[EXERCISE INSTRUCTIONS]: In the data below, find every line that has the string "JsonSource", and copy it.

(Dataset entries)
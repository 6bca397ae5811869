//! Site model errors.

/// Error building the site model.
#[derive(Debug, thiserror::Error)]
pub enum SiteError {
    /// Two entities computed the same page identity.
    #[error("Naming collision: '{slug}' is claimed by {first} and {second}")]
    NamingCollision {
        /// Contested slug.
        slug: String,
        /// Entity that claimed the slug first.
        first: String,
        /// Entity that claimed it again.
        second: String,
    },
    /// Two page identities differ only in case and would share a file on
    /// case-insensitive filesystems.
    #[error("Naming collision: '{first_slug}' ({first}) and '{second_slug}' ({second}) differ only in case")]
    CaseCollision {
        /// Slug claimed first.
        first_slug: String,
        /// Entity that claimed it.
        first: String,
        /// Slug claimed second.
        second_slug: String,
        /// Entity that claimed it.
        second: String,
    },
}
//! CLI command implementations.

mod build;
mod check;

use std::path::{Path, PathBuf};

use refdoc_config::{CliSettings, Config};
use refdoc_model::{JsonSource, MetadataSource};

use crate::error::CliError;
use crate::output::Output;

pub(crate) use build::BuildArgs;
pub(crate) use check::CheckArgs;

/// Load configuration and list the artifacts it names.
fn load_config(config_path: Option<&Path>, settings: &CliSettings) -> Result<Config, CliError> {
    let config = Config::load(config_path, Some(settings))?;
    tracing::debug!(config = ?config.config_path, artifacts = config.paths.artifacts.len(), "Loaded configuration");
    if config.paths.artifacts.is_empty() {
        return Err(CliError::Validation(
            "No artifacts given: pass artifact paths or set input.artifacts in refdoc.toml".to_owned(),
        ));
    }
    Ok(config)
}

/// One metadata source per configured artifact.
fn sources(config: &Config, output: &Output) -> Vec<Box<dyn MetadataSource>> {
    config
        .paths
        .artifacts
        .iter()
        .map(|path: &PathBuf| {
            output.info(&format!("Artifact: {}", path.display()));
            Box::new(JsonSource::new(path.clone())) as Box<dyn MetadataSource>
        })
        .collect()
}
//! Site model for refdoc.
//!
//! This crate turns a documented set into a consistent, collision-free
//! multi-page site model:
//!
//! - [`naming`]: page identities ([`Slug`]) for namespaces, types and members
//! - [`LinkResolver`]: local, external or plain-text targets for type references
//! - [`Classifier`]: declared, inherited and extension members of each type,
//!   plus derived types, implementors and implemented interfaces
//! - [`SiteTree`]: the navigable hierarchy of pages
//! - [`Navigation`]: the sidebar, derived once from the tree
//!
//! # Quick Start
//!
//! ```ignore
//! use refdoc_site::{Classifier, Navigation, SiteTree};
//!
//! let classifier = Classifier::new(&doc);
//! let tree = SiteTree::build(&classifier)?;
//! let nav = Navigation::from_tree(&tree, "html");
//! for visit in tree.walk() {
//!     println!("{}", visit.node.slug.file_name("html"));
//! }
//! ```

mod classify;
mod error;
pub mod naming;
mod navigation;
mod resolve;
mod tree;

pub use classify::{
    Classification, Classifier, ExtensionGroup, MemberRef, Origin, ViewedMember,
};
pub use error::SiteError;
pub use naming::{MemberKind, Slug, SlugRegistry};
pub use navigation::{BreadcrumbItem, NavItem, Navigation, breadcrumbs};
pub use resolve::{ExternalLinks, LinkResolver, LinkTarget, ResolvedType};
pub use tree::{GLOBAL_NAMESPACE_LABEL, Page, SiteNode, SiteTree, Visit, member_label, type_label};

#[cfg(test)]
mod tests {
    use std::collections::HashSet;

    use pretty_assertions::assert_eq;
    use refdoc_model::{
        Documentation, MetadataSource, MethodDef, MockSource, Parameter, PropertyDef, TypeDef,
        TypeReference,
    };
    use static_assertions::assert_impl_all;

    use super::*;

    assert_impl_all!(SiteTree<'static>: Send, Sync);
    assert_impl_all!(Navigation: Send, Sync, Clone);
    assert_impl_all!(LinkResolver<'static>: Send, Sync);
    assert_impl_all!(SiteError: Send, Sync, std::error::Error);

    fn load(sources: Vec<Box<dyn MetadataSource>>) -> Documentation {
        Documentation::load(&sources).unwrap()
    }

    /// `Shapes` with `Circle` (no base, `Radius`, `Area()`) and `Square`
    /// deriving from the undocumented `Shapes.Shape`.
    fn shapes_scenario() -> Documentation {
        let circle = TypeDef::class("Shapes", "Circle")
            .with_property(PropertyDef::new("Radius", TypeReference::named("System.Double")))
            .with_method(MethodDef::new("Area", vec![]).returning(TypeReference::named("System.Double")));
        let square = TypeDef::class("Shapes", "Square").with_base(TypeReference::named("Shapes.Shape"));
        load(vec![Box::new(MockSource::new("Shapes").with_type(circle).with_type(square))])
    }

    #[test]
    fn test_shapes_scenario() {
        let doc = shapes_scenario();
        let classifier = Classifier::new(&doc);
        let resolver = LinkResolver::new(&doc, ExternalLinks::default(), "html");
        let tree = SiteTree::build(&classifier).unwrap();

        let ns = tree.find("N_Shapes").unwrap();
        let types: Vec<&str> = ns.children.iter().map(|n| n.slug.as_str()).collect();
        assert_eq!(types, vec!["T_Shapes.Circle", "T_Shapes.Square"]);

        let circle = tree.find("T_Shapes.Circle").unwrap();
        let Page::Type { classification, .. } = &circle.page else {
            panic!("expected type page");
        };
        assert!(classification.base_type.is_none());
        let properties: Vec<&str> = classification
            .members(MemberKind::Property)
            .map(ViewedMember::name)
            .collect();
        assert_eq!(properties, vec!["Radius"]);

        let square = tree.find("T_Shapes.Square").unwrap();
        let Page::Type { classification, .. } = &square.page else {
            panic!("expected type page");
        };
        let base = classification.base_type.unwrap();
        assert_eq!(resolver.resolve(base), LinkTarget::Unlinkable);
        assert_eq!(resolver.display(base).text, "Shapes.Shape");
    }

    #[test]
    fn test_naming_uniqueness_across_entities() {
        let ops = TypeDef::class("Shapes", "Ops")
            .with_method(MethodDef::new("Foo", vec![Parameter::new("x", TypeReference::named("System.Int32"))]))
            .with_method(MethodDef::new("Foo", vec![Parameter::new("x", TypeReference::named("System.String"))]))
            .with_method(MethodDef::new("Bar", vec![]))
            .with_property(PropertyDef::new("Foo", TypeReference::named("System.Int32")));
        let nested = TypeDef::class("Shapes", "Ops+Foo");
        let generic = TypeDef::class("Shapes", "Ops`1").with_generic_parameters(&["T"]);
        let doc = load(vec![Box::new(
            MockSource::new("Shapes")
                .with_type(ops)
                .with_type(nested)
                .with_type(generic),
        )]);
        let classifier = Classifier::new(&doc);
        let tree = SiteTree::build(&classifier).unwrap();

        let visits = tree.walk();
        let files: HashSet<String> = visits.iter().map(|v| v.node.slug.file_name("html")).collect();
        assert_eq!(files.len(), visits.len());

        let foo_int = tree.find("M_Shapes.Ops.Foo-int").unwrap();
        let foo_string = tree.find("M_Shapes.Ops.Foo-string").unwrap();
        let bar = tree.find("M_Shapes.Ops.Bar").unwrap();
        assert_ne!(foo_int.slug, foo_string.slug);
        assert!(!bar.slug.as_str().contains('-'));
    }

    #[test]
    fn test_generic_canonicalization_idempotence() {
        let container = TypeDef::class("Shapes", "Container`1").with_generic_parameters(&["T"]);
        let doc = load(vec![Box::new(MockSource::new("Shapes").with_type(container))]);
        let resolver = LinkResolver::new(&doc, ExternalLinks::default(), "html");

        let of_int = TypeReference::instance("Shapes.Container`1", vec![TypeReference::named("System.Int32")]);
        let of_string = TypeReference::instance("Shapes.Container`1", vec![TypeReference::named("System.String")]);
        let definition = doc.find_type("Shapes.Container`1").unwrap();

        let expected = naming::type_slug(definition);
        assert_eq!(naming::type_slug(doc.normalize(&of_int).unwrap()), expected);
        assert_eq!(naming::type_slug(doc.normalize(&of_string).unwrap()), expected);
        assert_eq!(resolver.resolve(&of_int), resolver.resolve(&of_string));
    }

    #[test]
    fn test_resolution_matches_tree_identity() {
        let doc = shapes_scenario();
        let classifier = Classifier::new(&doc);
        let resolver = LinkResolver::new(&doc, ExternalLinks::default(), "html");
        let tree = SiteTree::build(&classifier).unwrap();

        let circle = tree.find("T_Shapes.Circle").unwrap();
        assert_eq!(
            resolver.resolve(&TypeReference::named("Shapes.Circle")),
            LinkTarget::Local(circle.slug.href(resolver.extension()))
        );
    }

    #[test]
    fn test_navigation_links_exactly_the_tree() {
        let doc = shapes_scenario();
        let classifier = Classifier::new(&doc);
        let tree = SiteTree::build(&classifier).unwrap();
        let nav = Navigation::from_tree(&tree, "html");

        let linked: HashSet<&str> = nav.hrefs().into_iter().collect();
        let pages: HashSet<String> = tree.walk().iter().map(|v| v.node.slug.href("html")).collect();

        assert_eq!(linked.len(), pages.len());
        assert!(pages.iter().all(|href| linked.contains(href.as_str())));
    }

    #[test]
    fn test_failing_source_aborts_load() {
        let sources: Vec<Box<dyn MetadataSource>> = vec![
            Box::new(MockSource::new("Shapes")),
            Box::new(MockSource::new("Broken").failing("corrupt artifact")),
        ];
        assert!(Documentation::load(&sources).is_err());
    }
}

[TASK OUTPUT]:
use refdoc_model::{JsonSource, MetadataSource};
            Box::new(JsonSource::new(path.clone())) as Box<dyn MetadataSource>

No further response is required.